Up for the first feed of the night. Not bad going! But I'm doing a BF rather than a bottle, so we'll see how long it takes for her to re-settle. Might be up a while!.

rowing I also have that fear, although not about my own death. I find myself thinking too much of something happening to the DC in particular. I know what you mean about it tainting positive experiences, sometimes it can be a bit all-consuming, and for me it has got worse since my mum died, as that is my first experience of real grief and it's awful :(
I had assumed it was related to becoming a parent so it's interesting to see it can also be to do with a change in beliefs.

I thought N had properly gone to sleep while I was writing that, but she's just stirred so back to feeding for me! I have a feeling I'm going to wish I'd just given a bottle.....

CandyPop · 23/01/2013 05:31

Whoop whoop just had 5hrs and 40 mins stretch in betweeb feeds! I think this is our first technical sleeping through the night!

Hmm we like our early morning debates! I'm an atheist but like rowing also have a fear of going to hell for not believing?!?! It doesn't really make sense does it as nob believing means not believing in such thing as hell! My thoughts are if I lived my life as good a person as a can and not hurt anyone, surely if there is such thing as god , when the time comes I still get to go to 'heaven' or any equivalent ?!?! If I get condemned to hell just for not believing although I haven't been a bad person then I think thats petty of 'god' and I wouldn't want to join that gang anyway. def will have a big debate with the big man upstairs on why I should be sent down rather than up ESP if some 'bad people' have been sent up just because they have asked for forgiveness ?!

That's my piece on religion .... Now can I get more sleep?!

CandyPop · 23/01/2013 05:32

Nob believing hehe I meant non believing!

Clarella · 23/01/2013 06:02

catching up ...... on 5 pages of Willy talk!

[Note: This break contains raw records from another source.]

//! Keyframe tracks indexed by build step
//!
//! A track holds at least one key, ordered by strictly increasing step.
//! Values between keys are interpolated linearly and clamped at both ends.

use brickstep_math::Interpolate;
use serde::{Serialize, Deserialize};

/// A build step. Valid steps are `1..=STEP_MAX`; step 0 is never keyed.
pub type Step = u32;

/// The last valid step
pub const STEP_MAX: Step = u32::MAX;

/// A value pinned to a step
#[derive(Clone, Copy, Debug, PartialEq, Serialize, Deserialize)]
pub struct Key<T> {
    pub step: Step,
    pub value: T,
}

/// Error restoring a track from a list of keys
#[derive(Debug, Clone, PartialEq, Eq)]
pub enum TrackError {
    /// A track needs at least one key
    Empty,
    /// A key was placed at step 0
    InvalidStep,
    /// Steps were not strictly increasing
    Unordered { step: Step },
}

impl std::fmt::Display for TrackError {
    fn fmt(&self, f: &mut std::fmt::Formatter<'_>) -> std::fmt::Result {
        match self {
            TrackError::Empty => write!(f, "Keyframe track has no keys"),
            TrackError::InvalidStep => write!(f, "Keyframe at step 0"),
            TrackError::Unordered { step } => write!(f, "Keyframe at step {} is out of order", step),
        }
    }
}

impl std::error::Error for TrackError {}

/// An ordered list of keys for one animatable attribute
#[derive(Clone, Debug, PartialEq, Serialize, Deserialize)]
#[serde(
    try_from = "Vec<Key<T>>",
    into = "Vec<Key<T>>",
    bound(serialize = "T: Serialize + Clone", deserialize = "T: Deserialize<'de>")
)]
pub struct KeyframeTrack<T> {
    keys: Vec<Key<T>>,
}

impl<T> TryFrom<Vec<Key<T>>> for KeyframeTrack<T> {
    type Error = TrackError;

    fn try_from(keys: Vec<Key<T>>) -> Result<Self, Self::Error> {
        let first = keys.first().ok_or(TrackError::Empty)?;
        if first.step == 0 {
            return Err(TrackError::InvalidStep);
        }
        if let Some(pair) = keys.windows(2).find(|pair| pair[1].step <= pair[0].step) {
            return Err(TrackError::Unordered { step: pair[1].step });
        }
        Ok(Self { keys })
    }
}

impl<T> From<KeyframeTrack<T>> for Vec<Key<T>> {
    fn from(track: KeyframeTrack<T>) -> Self {
        track.keys
    }
}

impl<T: Interpolate> KeyframeTrack<T> {
    /// Create a track holding `value` from step 1 onwards
    pub fn new(value: T) -> Self {
        Self {
            keys: vec![Key { step: 1, value }],
        }
    }

    /// All keys, ordered by step
    pub fn keys(&self) -> &[Key<T>] {
        &self.keys
    }

    /// Number of keys (always at least one)
    pub fn len(&self) -> usize {
        self.keys.len()
    }

    /// Always false for a constructed track
    pub fn is_empty(&self) -> bool {
        self.keys.is_empty()
    }

    /// Step of the earliest key
    pub fn first_step(&self) -> Step {
        self.keys.first().map_or(1, |k| k.step)
    }

    /// Step of the latest key
    pub fn last_step(&self) -> Step {
        self.keys.last().map_or(1, |k| k.step)
    }

    /// True if a key sits exactly at `step`
    pub fn has_key_at(&self, step: Step) -> bool {
        self.keys.binary_search_by_key(&step, |k| k.step).is_ok()
    }

    /// Set the value at `step`
    ///
    /// An existing key at `step` is overwritten. Otherwise a new key is
    /// inserted only when `add_key` is set. Step 0 is ignored.
    pub fn change_key(&mut self, value: T, step: Step, add_key: bool) {
        if step == 0 {
            return;
        }

        match self.keys.binary_search_by_key(&step, |k| k.step) {
            Ok(index) => self.keys[index].value = value,
            Err(index) if add_key => self.keys.insert(index, Key { step, value }),
            Err(_) => {}
        }
    }

    /// Value at `step`
    ///
    /// Before the first key the first value is held, at or after the last key
    /// the last value is held, and in between neighbouring keys are blended
    /// by `(step - a) / (b - a)`.
    pub fn calculate_key(&self, step: Step) -> T {
        // First key strictly after `step`
        let next = self.keys.partition_point(|k| k.step <= step);

        if next == 0 {
            return self.keys[0].value;
        }
        let prev = &self.keys[next - 1];
        if prev.step == step || next == self.keys.len() {
            return prev.value;
        }

        let next = &self.keys[next];
        let t = (step - prev.step) as f64 / (next.step - prev.step) as f64;
        prev.value.interpolate(&next.value, t as f32)
    }

    /// Open a gap of `count` steps at `start`
    ///
    /// Keys at or after `start` move forward. Keys pushed beyond [`STEP_MAX`]
    /// are dropped, except that the track always keeps one key.
    pub fn insert_time(&mut self, start: Step, count: Step) {
        if start == 0 || count == 0 {
            return;
        }

        let shift_from = self.keys.partition_point(|k| k.step < start);
        let overflow_from = self
            .keys
            .partition_point(|k| k.step <= STEP_MAX - count)
            .max(shift_from);

        if overflow_from == 0 {
            // Every key overflows: keep the first one at the last valid step
            self.keys.truncate(1);
            self.keys[0].step = STEP_MAX;
            return;
        }

        let dropped = self.keys.len() - overflow_from;
        if dropped > 0 {
            log::trace!("Dropping {} keys pushed past the last step", dropped);
            self.keys.truncate(overflow_from);
        }

        for key in &mut self.keys[shift_from..] {
            key.step += count;
        }
    }

    /// Close `count` steps starting at `start`
    ///
    /// Keys in `[start, start + count)` are removed and later keys move back
    /// by `count`. If that would leave no keys, the first removed key is kept
    /// and moved to `start`.
    pub fn remove_time(&mut self, start: Step, count: Step) {
        if start == 0 || count == 0 {
            return;
        }

        let end = start as u64 + count as u64;
        let first = self.keys.partition_point(|k| k.step < start);
        let last = self.keys.partition_point(|k| (k.step as u64) < end);

        if first == 0 && last == self.keys.len() {
            self.keys.truncate(1);
            self.keys[0].step = start;
            return;
        }

        self.keys.drain(first..last);
        for key in &mut self.keys[first..] {
            key.step -= count;
        }
    }

    /// Replace every key with a single step-1 key holding `value`
    pub fn reset(&mut self, value: T) {
        self.keys.clear();
        self.change_key(value, 1, true);
    }
}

Clarella · 23/01/2013 06:18

...... which some how swung to religious talk?!

Clarella · 23/01/2013 06:22

hope lo is ok this morning .pr?

cocked up night time by not effectively winding :( he's woken every 2 hours and then the last time whinged for 45 mins till we got the previous 5hours worth of wind up. bugger.

still, eve went better as we did all feeds in bedroom lights low etc - we were going to abandon the ebm bottle but dh snuck it in when he was calm. attempting transfer now, think will have a lie ij an stay in pjs all day....

Clarella · 23/01/2013 06:25

oh I'd love to write all my thoughts about religion!

main on is though there's a big difference between religion and faith. a v Christian pal taught me that.

Clarella · 23/01/2013 06:25

omg 4 posts in row!!! you're all sleeping grrrrr

PetiteRaleuse · 23/01/2013 06:28

LO is fine this morning. I, however, am in agony. Am OK when sat, or when standing, or when lying. It's getting there which is the problem. Don't know how I am going to cope with the children today, I have no-one to help me. You see, if I went to church, I could call the priest and he could rally round some ladies to come and help. Or something.

PetiteRaleuse · 23/01/2013 06:29

Her head is a bit of a funny shape though on one side. i guess like with forceps babies it'll just go back to normal?

ValiumQueen · 23/01/2013 06:38

If I said DS woke at 2 and then at 6 would you believe me? As we get up at 6 that would be one night waking! He took 45 mins to feed and settle. This is after settling at 11 without CC, just self settling. No CC at all last night!

Very interesting views on religion. Particularly like the Nob believer and Flying Spaghetti Monster comments! I too have a fear of death, and dying. I would prefer assention. I also do not want to lose anyone I love. I also know I am not going to hell, which is nice. I know I am going to heaven, but want to postpone it as long as possible!